I just finished reading
Wait for Me! by Deborah Mitford Cavendish, Dowager Duchess of Devonshire. I recommend that everyone - not just Anglophiles and fans of Mitfordania - read it.
Debo, as she was known to friends and family, was the youngest of the Mitford brood. Although her oldest sister, Nancy Mitford, nick-named her Nine (the mental age beyond which Nancy teased she never matured), she went on to be a prolific authoress who graces the page with humor, poignancy, and interesting tidbits of information.
This is one of the few books I've read that is literally laugh-out-loud funny, and I frequently found myself having to get up to close the door to my bedroom so I didn't disturb my mother, asleep across the hall, as I hooted hilariously upon reading her anecdotes.
The book is Deborah's memoir, and gets its title from the fact that she was youngest, and as a child had short legs that meant she couldn't keep up with her older siblings (she had one brother, and five sisters). Her father nicknamed her "Stubby" for her short little legs, and called her that until his dying day.

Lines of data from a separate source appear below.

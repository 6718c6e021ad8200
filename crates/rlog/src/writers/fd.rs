//! FdWriter - writes rendered lines to a file descriptor

use contracts::{ContractError, InitArg, LogWriter};
use parking_lot::Mutex;
use std::fs::File;
use std::io::{self, Write};
use tracing::{debug, instrument};

const WRITER: &str = "fd";

/// Writer bound to a raw file descriptor
///
/// `init` duplicates the descriptor and `destroy` closes the duplicate, so
/// the caller's descriptor (stdout for `"std"`) is never closed.
#[derive(Debug, Default)]
pub struct FdWriter {
    file: Mutex<Option<File>>,
}

impl FdWriter {
    pub fn new() -> Self {
        Self::default()
    }

    pub fn is_open(&self) -> bool {
        self.file.lock().is_some()
    }
}

impl LogWriter for FdWriter {
    #[instrument(name = "fd_writer_init", skip(self))]
    fn init(&self, arg: &InitArg) -> Result<(), ContractError> {
        let InitArg::Fd(fd) = arg else {
            return Err(ContractError::writer_init(
                WRITER,
                format!("expected a file descriptor argument, got {arg:?}"),
            ));
        };
        let file = dup_fd(*fd)
            .map_err(|e| ContractError::writer_init(WRITER, format!("dup({fd}) failed: {e}")))?;

        *self.file.lock() = Some(file);
        debug!(fd, "FdWriter opened");
        Ok(())
    }

    fn destroy(&self) {
        if self.file.lock().take().is_some() {
            debug!("FdWriter closed");
        }
    }

    fn write(&self, data: &[u8]) -> Result<(), ContractError> {
        let mut guard = self.file.lock();
        let file = guard
            .as_mut()
            .ok_or_else(|| ContractError::writer_write(WRITER, "descriptor not open"))?;
        file.write_all(data)
            .map_err(|e| ContractError::writer_write(WRITER, e.to_string()))
    }
}

#[cfg(unix)]
fn dup_fd(fd: i32) -> io::Result<File> {
    use std::os::fd::FromRawFd;

    if fd < 0 {
        return Err(io::Error::from_raw_os_error(libc::EBADF));
    }
    // SAFETY: fcntl only inspects the descriptor table; an invalid fd yields -1/EBADF.
    let dup = unsafe { libc::fcntl(fd, libc::F_DUPFD_CLOEXEC, 0) };
    if dup < 0 {
        return Err(io::Error::last_os_error());
    }
    // SAFETY: `dup` is a freshly created descriptor nothing else owns.
    Ok(unsafe { File::from_raw_fd(dup) })
}

#[cfg(not(unix))]
fn dup_fd(_fd: i32) -> io::Result<File> {
    Err(io::Error::new(
        io::ErrorKind::Unsupported,
        "raw descriptors are only supported on unix",
    ))
}

#[cfg(all(test, unix))]
mod tests {
    use super::*;
    use std::io::{Read, Seek, SeekFrom};
    use std::os::fd::AsRawFd;

    #[test]
    fn test_fd_writer_writes_to_descriptor() {
        let mut file = tempfile::tempfile().unwrap();
        let writer = FdWriter::new();

        writer.init(&InitArg::Fd(file.as_raw_fd())).unwrap();
        writer.write(b"one\n").unwrap();
        writer.write(b"two\n").unwrap();
        writer.destroy();

        file.seek(SeekFrom::Start(0)).unwrap();
        let mut content = String::new();
        file.read_to_string(&mut content).unwrap();
        assert_eq!(content, "one\ntwo\n");
    }

    #[test]
    fn test_destroy_keeps_callers_descriptor_open() {
        let mut file = tempfile::tempfile().unwrap();
        let writer = FdWriter::new();

        writer.init(&InitArg::Fd(file.as_raw_fd())).unwrap();
        writer.destroy();
        assert!(!writer.is_open());

        // The original descriptor is still usable
        file.write_all(b"still open").unwrap();
    }

    #[test]
    fn test_init_rejects_bad_arguments() {
        let writer = FdWriter::new();
        assert!(writer.init(&InitArg::None).is_err());
        assert!(writer.init(&InitArg::Fd(-1)).is_err());
        assert!(!writer.is_open());
    }

    #[test]
    fn test_write_before_init_fails() {
        let writer = FdWriter::new();
        assert!(matches!(
            writer.write(b"x"),
            Err(ContractError::WriterWrite { .. })
        ));
        // destroy without init is harmless
        writer.destroy();
    }
}
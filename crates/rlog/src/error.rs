//! Registry error types

use thiserror::Error;

/// Registry status errors
#[derive(Debug, Error)]
pub enum RlogError {
    /// An endpoint with this name is already registered
    #[error("endpoint '{0}' already registered")]
    DuplicateName(String),

    /// No endpoint with this name
    #[error("endpoint '{0}' not found")]
    NotFound(String),

    /// Enable requested on an endpoint that is already enabled
    #[error("endpoint '{0}' already enabled")]
    AlreadyEnabled(String),

    /// The writer's `init` failed; the endpoint stays disabled
    #[error("endpoint '{name}' writer init failed: {source}")]
    WriterInitFailed {
        name: String,
        #[source]
        source: contracts::ContractError,
    },

    /// Absent or malformed argument
    #[error("invalid argument: {0}")]
    InvalidArgument(String),
}

impl RlogError {
    pub fn writer_init_failed(name: impl Into<String>, source: contracts::ContractError) -> Self {
        Self::WriterInitFailed {
            name: name.into(),
            source,
        }
    }

    /// Stable numeric status code
    pub const fn code(&self) -> i32 {
        match self {
            RlogError::DuplicateName(_) => -1,
            RlogError::NotFound(_) => -2,
            RlogError::AlreadyEnabled(_) => -3,
            RlogError::WriterInitFailed { .. } => -4,
            RlogError::InvalidArgument(_) => -5,
        }
    }
}

/// Numeric status of a registry call: 0 on success, the error code otherwise
pub fn status_code<T>(result: &Result<T>) -> i32 {
    match result {
        Ok(_) => 0,
        Err(e) => e.code(),
    }
}

/// Result type alias for registry operations
pub type Result<T> = std::result::Result<T, RlogError>;
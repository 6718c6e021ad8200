//! Layered error definitions
//!
//! Categorized by source: config / writer

use thiserror::Error;

/// Unified error type
#[derive(Debug, Error)]
pub enum ContractError {
    // ===== Configuration Errors =====
    /// Configuration parse error
    #[error("config parse error: {message}")]
    ConfigParse {
        message: String,
        #[source]
        source: Option<Box<dyn std::error::Error + Send + Sync>>,
    },

    /// Configuration validation error
    #[error("config validation error at '{field}': {message}")]
    ConfigValidation { field: String, message: String },

    // ===== Writer Errors =====
    /// Writer could not acquire its resources
    #[error("writer '{writer}' init error: {message}")]
    WriterInit { writer: String, message: String },

    /// Writer failed to deliver a rendered line
    #[error("writer '{writer}' write error: {message}")]
    WriterWrite { writer: String, message: String },

    /// Invalid socket target string
    #[error("invalid socket target '{target}': {message}")]
    InvalidTarget { target: String, message: String },

    // ===== General Errors =====
    /// IO error
    #[error("io error: {0}")]
    Io(#[from] std::io::Error),
}

impl ContractError {
    /// Create configuration parse error
    pub fn config_parse(message: impl Into<String>) -> Self {
        Self::ConfigParse {
            message: message.into(),
            source: None,
        }
    }

    /// Create configuration validation error
    pub fn config_validation(field: impl Into<String>, message: impl Into<String>) -> Self {
        Self::ConfigValidation {
            field: field.into(),
            message: message.into(),
        }
    }

    /// Create writer init error
    pub fn writer_init(writer: impl Into<String>, message: impl Into<String>) -> Self {
        Self::WriterInit {
            writer: writer.into(),
            message: message.into(),
        }
    }

    /// Create writer write error
    pub fn writer_write(writer: impl Into<String>, message: impl Into<String>) -> Self {
        Self::WriterWrite {
            writer: writer.into(),
            message: message.into(),
        }
    }

    pub fn invalid_target(target: impl Into<String>, message: impl Into<String>) -> Self {
        Self::InvalidTarget {
            target: target.into(),
            message: message.into(),
        }
    }
}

I first began reading about the Mitford family - all fascinating characters - when I received The Sisters as a Christmas gift. I have since gone on to read the collection of their letters to one another, and own a rare copy of Unity's biography, now out of print. I have two novels by Nancy (and look forward to buying the re-released Wigs on the Green, last published in 1937 as a parody of her sister Unity's Nazism), and Communist Jessica's memoirs. I have yet to purchase sister Diana's memoirs, but they're on the list, too.
Deborah was married to her husband, Andrew Cavendish, Duke of Devonshire, during World War II in a ballroom, the windows of which had been blown out by a bomb, and whose curtains were destroyed in the air raid. Her creative mother bought rolls of silver and gold wallpaper and pleated them to look like curtains, before nailing them to the walls. Her wedding cake had a cardboard cover in lieu of icing, because sugar was rationed (along with everything else).

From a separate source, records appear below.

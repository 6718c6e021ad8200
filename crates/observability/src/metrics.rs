//! Endpoint metrics publishing
//!
//! Pushes `rlog` endpoint counters through the `metrics` facade and builds
//! printable summaries.

use metrics::{counter, gauge};
use rlog::MetricsSnapshot;

/// Publish one endpoint's counters
///
/// Counters are set to the snapshot's absolute values, so repeated calls
/// with growing snapshots are safe.
pub fn record_endpoint_metrics(endpoint: &str, snapshot: &MetricsSnapshot) {
    counter!("rlog_endpoint_writes_total", "endpoint" => endpoint.to_string())
        .absolute(snapshot.write_count);
    counter!("rlog_endpoint_failures_total", "endpoint" => endpoint.to_string())
        .absolute(snapshot.failure_count);
    counter!("rlog_endpoint_bytes_total", "endpoint" => endpoint.to_string())
        .absolute(snapshot.bytes_written);
}

/// Publish every endpoint of a logger
pub fn record_logger_metrics(metrics: &[(String, MetricsSnapshot)]) {
    for (name, snapshot) in metrics {
        record_endpoint_metrics(name, snapshot);
    }
    gauge!("rlog_endpoints").set(metrics.len() as f64);
}

/// Per-endpoint totals plus an overall line
#[derive(Debug, Clone, Default)]
pub struct MetricsSummary {
    pub endpoints: Vec<(String, MetricsSnapshot)>,
    pub total_writes: u64,
    pub total_failures: u64,
    pub total_bytes: u64,
}

impl MetricsSummary {
    pub fn from_snapshots(metrics: &[(String, MetricsSnapshot)]) -> Self {
        let mut summary = Self {
            endpoints: metrics.to_vec(),
            ..Default::default()
        };
        for (_, snapshot) in metrics {
            summary.total_writes += snapshot.write_count;
            summary.total_failures += snapshot.failure_count;
            summary.total_bytes += snapshot.bytes_written;
        }
        summary
    }

    /// Share of attempted writes that failed, in percent
    pub fn failure_rate(&self) -> f64 {
        let attempts = self.total_writes + self.total_failures;
        if attempts == 0 {
            0.0
        } else {
            self.total_failures as f64 / attempts as f64 * 100.0
        }
    }
}

impl std::fmt::Display for MetricsSummary {
    fn fmt(&self, f: &mut std::fmt::Formatter<'_>) -> std::fmt::Result {
        writeln!(f, "=== Endpoint Metrics ===")?;
        for (name, snapshot) in &self.endpoints {
            writeln!(
                f,
                "  {name}: writes={} failures={} bytes={}",
                snapshot.write_count, snapshot.failure_count, snapshot.bytes_written
            )?;
        }
        writeln!(
            f,
            "Total: writes={} failures={} ({:.2}%) bytes={}",
            self.total_writes,
            self.total_failures,
            self.failure_rate(),
            self.total_bytes
        )
    }
}
//! LoggingBlueprint - Config Loader output
//!
//! Describes a complete logger setup: render buffer, default endpoint, and
//! the endpoints to register.

use serde::{Deserialize, Serialize};

use crate::{BuiltinWriter, InitArg, SocketTarget};

/// Default render buffer capacity in bytes
pub const DEFAULT_BUFFER_CAPACITY: usize = 4096;

/// Name of the endpoint seeded at start-up
pub const STD_ENDPOINT: &str = "std";

/// Config version
#[derive(Debug, Clone, Copy, PartialEq, Eq, Default, Serialize, Deserialize)]
pub enum ConfigVersion {
    #[default]
    V1,
}

/// Complete logger blueprint
#[derive(Debug, Clone, Default, Serialize, Deserialize)]
pub struct LoggingBlueprint {
    /// Config version
    #[serde(default)]
    pub version: ConfigVersion,

    /// Logger-wide settings
    #[serde(default)]
    pub logger: LoggerSettings,

    /// Endpoint definitions
    #[serde(default)]
    pub endpoints: Vec<EndpointConfig>,
}

/// Logger-wide settings
#[derive(Debug, Clone, Serialize, Deserialize)]
pub struct LoggerSettings {
    /// Render buffer capacity (bytes, including the trailing newline)
    #[serde(default = "default_buffer_capacity")]
    pub buffer_capacity: usize,

    /// Register and enable the `"std"` endpoint on stdout
    #[serde(default = "default_true")]
    pub seed_std: bool,
}

impl Default for LoggerSettings {
    fn default() -> Self {
        Self {
            buffer_capacity: DEFAULT_BUFFER_CAPACITY,
            seed_std: true,
        }
    }
}

fn default_buffer_capacity() -> usize {
    DEFAULT_BUFFER_CAPACITY
}

fn default_true() -> bool {
    true
}

/// Endpoint configuration
#[derive(Debug, Clone, Serialize, Deserialize)]
pub struct EndpointConfig {
    /// Endpoint name
    pub name: String,

    /// Built-in writer type
    pub writer: BuiltinWriter,

    /// Enable right after registration
    #[serde(default = "default_true")]
    pub enabled: bool,

    /// Descriptor for `fd` endpoints
    #[serde(default, skip_serializing_if = "Option::is_none")]
    pub fd: Option<i32>,

    /// Target for `socket` endpoints
    #[serde(default, skip_serializing_if = "Option::is_none")]
    pub target: Option<SocketTarget>,
}

impl EndpointConfig {
    /// Init argument matching the writer type
    pub fn init_arg(&self) -> InitArg {
        match self.writer {
            BuiltinWriter::Fd => self.fd.map(InitArg::Fd).unwrap_or_default(),
            BuiltinWriter::Socket => self
                .target
                .clone()
                .map(InitArg::Socket)
                .unwrap_or_default(),
        }
    }
}

#[cfg(test)]
mod tests {
    use super::*;

    #[test]
    fn test_defaults_from_empty_json() {
        let bp: LoggingBlueprint = serde_json::from_str("{}").unwrap();
        assert_eq!(bp.logger.buffer_capacity, DEFAULT_BUFFER_CAPACITY);
        assert!(bp.logger.seed_std);
        assert!(bp.endpoints.is_empty());
    }

    #[test]
    fn test_endpoint_init_arg() {
        let ep: EndpointConfig =
            serde_json::from_str(r#"{"name":"err","writer":"fd","fd":2}"#).unwrap();
        assert!(ep.enabled);
        assert!(matches!(ep.init_arg(), InitArg::Fd(2)));

        let ep: EndpointConfig = serde_json::from_str(
            r#"{"name":"net","writer":"socket","target":"udp://127.0.0.1:5140","enabled":false}"#,
        )
        .unwrap();
        assert!(!ep.enabled);
        assert!(matches!(ep.init_arg(), InitArg::Socket(SocketTarget::Udp(_))));
    }
}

She talks at length of the fight to keep one of the Cavendish family's homes, Chatsworth, from being sold to pay death duties when her father-in-law died, leaving her husband to wear the mantle of Duke. He was not supposed to be duke, but his older brother was killed in World War II, along with many of Debo's friends. She discusses these young men in detail prior to the advent of war, and it's tear-jerking when she describes their deaths.
Debo was friends with everyone. She attended John F. Kennedy's inauguration and funeral. She attended Elizabeth II's coronation, only weeks after the premature birth of her fifth child, followed hours later by that child's death. She gave birth in all to six children; only three of them survived.
She talks about being a duchess, living in a huge house, and how she and her husband used to wander the grounds of Chatsworth before they moved into it, and she teased him by exclaiming "What a lovely house! I wonder who lives here?" (His response, "Oh, do shut up.")
She discusses with candor and yet with respect her husband's battle with alcoholism, only won when she deserted him in the middle of a house party, only agreeing to return if he took sobriety seriously and vowed never to touch a drop of alcohol again.
Such was the force of her attraction and her character that she was not forced to follow through on her threat; Andrew never touched a drop again, and they spent the next 20 years happily married.
She discusses her sister, Diana, and her marriage to the leader of the British fascist movement, Sir Oswald Mosley (father of Max Mosley, former head of Formula One Racing), and their subsequent imprisonment as enemies of the nation during World War II, as well as sister Nancy's treachery in trying to convince MI5 not to release the couple from prison. She makes no apologies for the fact that, despite their politics, she continued to love and cherish Diana and Unity (who was great friends with Hitler), and somehow you don't blame her for this blindspot. They were, after all, her sisters.
Fascism served to end her parents' marriage, and she discusses this with her brilliant clarity and incredible empathy; her mother had met Hitler and admired him, as did her father, but when World War II broke out, he renounced his admiration, whereas her mother did not do so. They separated, only finally reconciling when Debo's father was on his deathbed.
If you have the money, I highly suggest you buy a copy of Wait for Me! It's one of those biographies that I already look forward to reading again and again.